High amperage readings

Keith_8

We replaced (2) 1 horsepower 3 ph pump motors this fall that had been burn't out. We assumed that the motors failed due to losing 1 leg of the 3 phase power. The existing heaters in the starters were way oversized and offered no protection.

After we changed out the motors we installed the correct heaters but found that the motors are drawing in excess of the 4 amps the nameplate indicates.

With the exception of the heaters tripping the pumps perform OK.

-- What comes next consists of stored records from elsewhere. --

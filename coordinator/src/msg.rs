use std::sync::Arc;

use comms::SubscribeAck;
use model::ExamplePair;

use crate::listener::EpochListener;

/// Payloads published on the mediator topics.
pub enum Bulletin<M> {
    /// The current global model snapshot.
    Model(Arc<M>),
    /// The configured number of pretrain epochs.
    EpochTarget(usize),
}

impl<M> Bulletin<M> {
    pub fn kind(&self) -> &'static str {
        match self {
            Bulletin::Model(_) => "bulletin/model",
            Bulletin::EpochTarget(_) => "bulletin/epoch_target",
        }
    }
}

impl<M> Clone for Bulletin<M> {
    fn clone(&self) -> Self {
        match self {
            Bulletin::Model(snapshot) => Bulletin::Model(Arc::clone(snapshot)),
            Bulletin::EpochTarget(target) => Bulletin::EpochTarget(*target),
        }
    }
}

/// Control events sent to the data-producing collaborator.
pub enum FeedEvent<M> {
    /// Request a fresh pass over the training data.
    Reset,
    /// Epoch boundary acknowledgment carrying the update that crossed it.
    Advance(M),
}

impl<M> FeedEvent<M> {
    pub fn kind(&self) -> &'static str {
        match self {
            FeedEvent::Reset => "feed/reset",
            FeedEvent::Advance(_) => "feed/advance",
        }
    }
}

/// Bulk training examples awaiting decomposition into unit rows.
pub enum ExampleBatch {
    /// A single, possibly multi-row, input/label pair.
    Pair(ExamplePair),
    /// A pre-split list of pairs.
    List(Vec<ExamplePair>),
}

impl ExampleBatch {
    /// Number of example rows the batch logically represents.
    pub fn rows(&self) -> usize {
        match self {
            ExampleBatch::Pair(pair) => pair.rows(),
            ExampleBatch::List(pairs) => pairs.iter().map(ExamplePair::rows).sum(),
        }
    }
}

/// Every message shape the coordinator accepts, dispatched exhaustively.
pub enum Inbound<M> {
    /// Informational subscription receipt; logged, nothing else.
    SubscribeAck(SubscribeAck),
    /// Installs the epoch-completion callback, replacing any prior one.
    RegisterListener(Box<dyn EpochListener<M>>),
    /// One worker's model snapshot for the current epoch.
    Contribution(M),
    /// Republished verbatim on the broadcast topic, in any state.
    BroadcastRequest(Bulletin<M>),
    /// Bulk training examples to split into unit rows and dispatch.
    Examples(ExampleBatch),
    /// Anything that matched no known shape; logged and dropped.
    Unrecognized(String),
}

impl<M> Inbound<M> {
    pub fn kind(&self) -> &'static str {
        match self {
            Inbound::SubscribeAck(_) => "subscribe_ack",
            Inbound::RegisterListener(_) => "register_listener",
            Inbound::Contribution(_) => "contribution",
            Inbound::BroadcastRequest(_) => "broadcast_request",
            Inbound::Examples(_) => "examples",
            Inbound::Unrecognized(_) => "unrecognized",
        }
    }
}
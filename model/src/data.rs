use ndarray::{Array1, Array2};

use crate::error::{ModelError, Result};

/// One unit of work: a single input row with its label row.
#[derive(Debug, Clone, PartialEq)]
pub struct Example {
    pub input: Array1<f32>,
    pub label: Array1<f32>,
}

impl Example {
    pub fn new(input: Array1<f32>, label: Array1<f32>) -> Self {
        Self { input, label }
    }
}

/// A bulk training pair: two parallel matrices holding one example per row.
#[derive(Debug, Clone)]
pub struct ExamplePair {
    inputs: Array2<f32>,
    labels: Array2<f32>,
}

impl ExamplePair {
    /// Creates a new pair after checking both matrices describe the same rows.
    ///
    /// # Errors
    /// Returns `ModelError::RowCountMismatch` when the matrices disagree.
    pub fn new(inputs: Array2<f32>, labels: Array2<f32>) -> Result<Self> {
        if inputs.nrows() != labels.nrows() {
            return Err(ModelError::RowCountMismatch {
                inputs: inputs.nrows(),
                labels: labels.nrows(),
            });
        }

        Ok(Self { inputs, labels })
    }

    /// Number of example rows this pair represents.
    pub fn rows(&self) -> usize {
        self.inputs.nrows()
    }

    pub fn into_parts(self) -> (Array2<f32>, Array2<f32>) {
        (self.inputs, self.labels)
    }
}

#[cfg(test)]
mod tests {
    use ndarray::array;

    use super::*;

    #[test]
    fn pair_accepts_matching_row_counts() {
        let inputs = array![[1.0, 2.0], [3.0, 4.0]];
        let labels = array![[1.0], [0.0]];
        let pair = ExamplePair::new(inputs, labels).unwrap();
        assert_eq!(pair.rows(), 2);
    }

    #[test]
    fn pair_rejects_mismatched_row_counts() {
        let inputs = array![[1.0, 2.0], [3.0, 4.0]];
        let labels = array![[1.0]];
        assert!(matches!(
            ExamplePair::new(inputs, labels),
            Err(ModelError::RowCountMismatch { inputs: 2, labels: 1 })
        ));
    }
}
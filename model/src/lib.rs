mod data;
mod error;
mod net;
mod reduce;
mod spec;

pub use data::{Example, ExamplePair};
pub use error::{ModelError, Result};
pub use net::NetParams;
pub use reduce::Reducible;
pub use spec::{NetSpec, NetVariant};
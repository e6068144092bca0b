use std::sync::Arc;

use comms::{Mediator, Membership, NodeId};
use log::{debug, error, info, warn};
use model::{Example, Reducible};
use tokio::sync::mpsc;

use crate::{
    accumulator::Accumulator,
    config::{Topics, TrainConfig},
    error::CoordinatorErr,
    handle::CoordinatorHandle,
    listener::EpochListener,
    msg::{Bulletin, ExampleBatch, FeedEvent, Inbound},
    splitter::split_rows,
};

/// Outbound collaborator handles the coordinator drives.
pub struct Collaborators<M> {
    /// Pub/sub fabric for model bulletins and relayed requests.
    pub mediator: Arc<Mediator<Bulletin<M>>>,
    /// Cluster membership, told `down` then `leave` at termination.
    pub membership: Arc<dyn Membership>,
    /// Data-producing collaborator, told to reset and advance per epoch.
    pub feed: mpsc::UnboundedSender<FeedEvent<M>>,
    /// Unit-row dispatcher that assigns work to individual workers.
    pub dispatch: mpsc::UnboundedSender<Example>,
}

/// The iterative-reduce coordinator.
///
/// One dedicated task consumes the inbox and handles each message start to
/// finish before looking at the next, so the pending set, epoch counter,
/// termination flag and held snapshot need no locks. All outbound effects
/// are non-awaited sends; the coordinator never waits for a specific worker,
/// only for the pending set to reach the partition size.
pub struct Coordinator<M: Reducible> {
    partition: usize,
    pretrain_epochs: usize,
    topics: Topics,
    node_id: NodeId,

    inbox: mpsc::UnboundedReceiver<Inbound<M>>,
    collab: Collaborators<M>,
    listener: Option<Box<dyn EpochListener<M>>>,

    accumulator: Accumulator<M>,
    pending: Vec<M>,
    snapshot: Arc<M>,
    epochs_done: usize,
    done: bool,
}

impl<M: Reducible> Coordinator<M> {
    /// Creates the coordinator and the handle that feeds its inbox.
    ///
    /// # Arguments
    /// * `config` - Immutable run configuration; only the partition size and
    ///   epoch target are consumed here.
    /// * `topics` - Topic identifiers to publish on.
    /// * `node_id` - This node's membership identity.
    /// * `snapshot` - The initial global model snapshot.
    /// * `collab` - Outbound collaborator handles.
    pub fn new(
        config: &TrainConfig,
        topics: Topics,
        node_id: NodeId,
        snapshot: M,
        collab: Collaborators<M>,
    ) -> (Self, CoordinatorHandle<M>) {
        let (tx, inbox) = mpsc::unbounded_channel();
        let partition = config.partition().get();

        let coordinator = Self {
            partition,
            pretrain_epochs: config.pretrain_epochs(),
            topics,
            node_id,
            inbox,
            collab,
            listener: None,
            accumulator: Accumulator::new(),
            pending: Vec::with_capacity(partition),
            snapshot: Arc::new(snapshot),
            epochs_done: 0,
            done: false,
        };

        (coordinator, CoordinatorHandle::new(tx))
    }

    /// Number of contributions buffered for the current epoch.
    pub fn pending_len(&self) -> usize {
        self.pending.len()
    }

    /// Completed non-terminal epochs.
    pub fn epochs_done(&self) -> usize {
        self.epochs_done
    }

    /// Whether the termination sequence has run.
    pub fn is_done(&self) -> bool {
        self.done
    }

    /// The currently held global snapshot.
    pub fn snapshot(&self) -> &Arc<M> {
        &self.snapshot
    }

    /// Consumes the inbox until the epoch target is reached.
    ///
    /// # Returns
    /// The final global snapshot after the termination sequence has run.
    ///
    /// # Errors
    /// Returns `CoordinatorErr::Interrupted` if every handle was dropped
    /// before the target was reached.
    pub async fn run(mut self) -> Result<Arc<M>, CoordinatorErr> {
        self.setup();

        while !self.done {
            match self.inbox.recv().await {
                Some(msg) => self.handle(msg),
                None => {
                    return Err(CoordinatorErr::Interrupted {
                        epochs_done: self.epochs_done,
                    });
                }
            }
        }

        Ok(self.snapshot)
    }

    /// Handles exactly one inbound message, start to finish.
    pub fn handle(&mut self, msg: Inbound<M>) {
        if self.done {
            debug!(kind = msg.kind(); "message after termination ignored");
            return;
        }

        match msg {
            Inbound::SubscribeAck(ack) => {
                info!(topic = ack.topic(), subscribers = ack.subscribers(); "subscription acknowledged");
            }

            Inbound::RegisterListener(listener) => {
                self.listener = Some(listener);
                info!("epoch listener set");
            }

            Inbound::Contribution(update) => self.on_contribution(update),

            Inbound::BroadcastRequest(bulletin) => {
                let kind = bulletin.kind();
                let subscribers = self.collab.mediator.publish(self.topics.broadcast(), bulletin);
                debug!(kind = kind, subscribers = subscribers; "relayed broadcast request");
            }

            Inbound::Examples(batch) => self.on_examples(batch),

            Inbound::Unrecognized(detail) => {
                warn!(detail = detail.as_str(); "unrecognized message dropped");
            }
        }
    }

    /// Initial broadcast of the starting model and the epoch target.
    fn setup(&self) {
        let subscribers = self
            .collab
            .mediator
            .publish(self.topics.broadcast(), Bulletin::Model(Arc::clone(&self.snapshot)));
        info!(subscribers = subscribers; "broadcast initial model");

        self.collab
            .mediator
            .publish(self.topics.control(), Bulletin::EpochTarget(self.pretrain_epochs));
    }

    fn on_contribution(&mut self, update: M) {
        self.pending.push(update);
        info!(pending = self.pending.len(), partition = self.partition; "worker update received");

        // Edge-triggered: fires exactly once per threshold crossing. The
        // pending set is drained synchronously below, so it can never grow
        // past the partition size.
        if self.pending.len() == self.partition {
            self.reduce();
        }
    }

    /// Reduce, notify, then decide between continuation and termination.
    fn reduce(&mut self) {
        // Non-empty by construction: only called at the partition threshold.
        let Some(last) = self.pending.last().cloned() else {
            return;
        };

        for contribution in self.pending.drain(..) {
            self.accumulator.accumulate(contribution);
        }

        let averaged = match self.accumulator.averaged() {
            Ok(m) => m,
            Err(e) => {
                error!(epoch = self.epochs_done; "reduction failed: {e}");
                return;
            }
        };

        self.snapshot = Arc::new(averaged);
        self.notify_listener();

        if self.epochs_done + 1 >= self.pretrain_epochs {
            self.terminate(last);
        } else {
            self.advance(last);
        }
    }

    /// Listener failures are isolated here so they can never corrupt state
    /// or change the continuation decision.
    fn notify_listener(&mut self) {
        if let Some(listener) = self.listener.as_mut() {
            if let Err(e) = listener.epoch_complete(Arc::clone(&self.snapshot)) {
                warn!(epoch = self.epochs_done; "epoch listener failed: {e}");
            }
        }
    }

    /// Non-terminal epoch boundary: reset the feed, acknowledge it with the
    /// update that crossed the threshold, publish the refreshed model.
    fn advance(&mut self, last: M) {
        self.epochs_done += 1;

        self.send_feed(FeedEvent::Reset);
        self.send_feed(FeedEvent::Advance(last));

        let subscribers = self
            .collab
            .mediator
            .publish(self.topics.broadcast(), Bulletin::Model(Arc::clone(&self.snapshot)));
        info!(epoch = self.epochs_done, subscribers = subscribers; "epoch complete, collecting next round");
    }

    /// Fixed shutdown sequence: notify downstream, clear state, leave the
    /// membership group, stop. Ordered this way because leaving may end
    /// message delivery to this node.
    fn terminate(&mut self, last: M) {
        self.done = true;

        self.send_feed(FeedEvent::Advance(last));
        self.pending.clear();

        self.collab.membership.down(self.node_id);
        self.collab.membership.leave(self.node_id);

        info!(node = self.node_id, target = self.pretrain_epochs; "pretrain target reached, left cluster");
    }

    fn on_examples(&mut self, batch: ExampleBatch) {
        let units = split_rows(batch);
        debug!(units = units.len(); "dispatching example rows");

        for unit in units {
            if self.collab.dispatch.send(unit).is_err() {
                debug!("dispatcher gone, remaining units dropped");
                return;
            }
        }
    }

    fn send_feed(&self, event: FeedEvent<M>) {
        let kind = event.kind();
        if self.collab.feed.send(event).is_err() {
            debug!(kind = kind; "data feed gone, event dropped");
        }
    }
}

What would cause these motors to over draw in amperage?

Thanks for your input,

Keith

Ken_8

Could be anyone of these things

Either the pump should have had the impellor cut to match the actual load; the piping is too large allowing huge GPM rates that exceed the assumed system resistence; you mis-read the amp load rating from 230 1-phase assuming it was actually the 208 3-phase (or whatever voltage actually exists); perhaps the voltage is much less than assumed (check the voltage of each phase to ground); or the pump is being run without any head restraint.

If the latter, simply apply restriction to the discharge side of the pump (presumably there is an isolation valve on the outlet?) until the amp draw falls in line.

Believe it or not, the amp draw is REDUCED by restricting the flow. The reason being, the less water the impellor can pass - the less work involved!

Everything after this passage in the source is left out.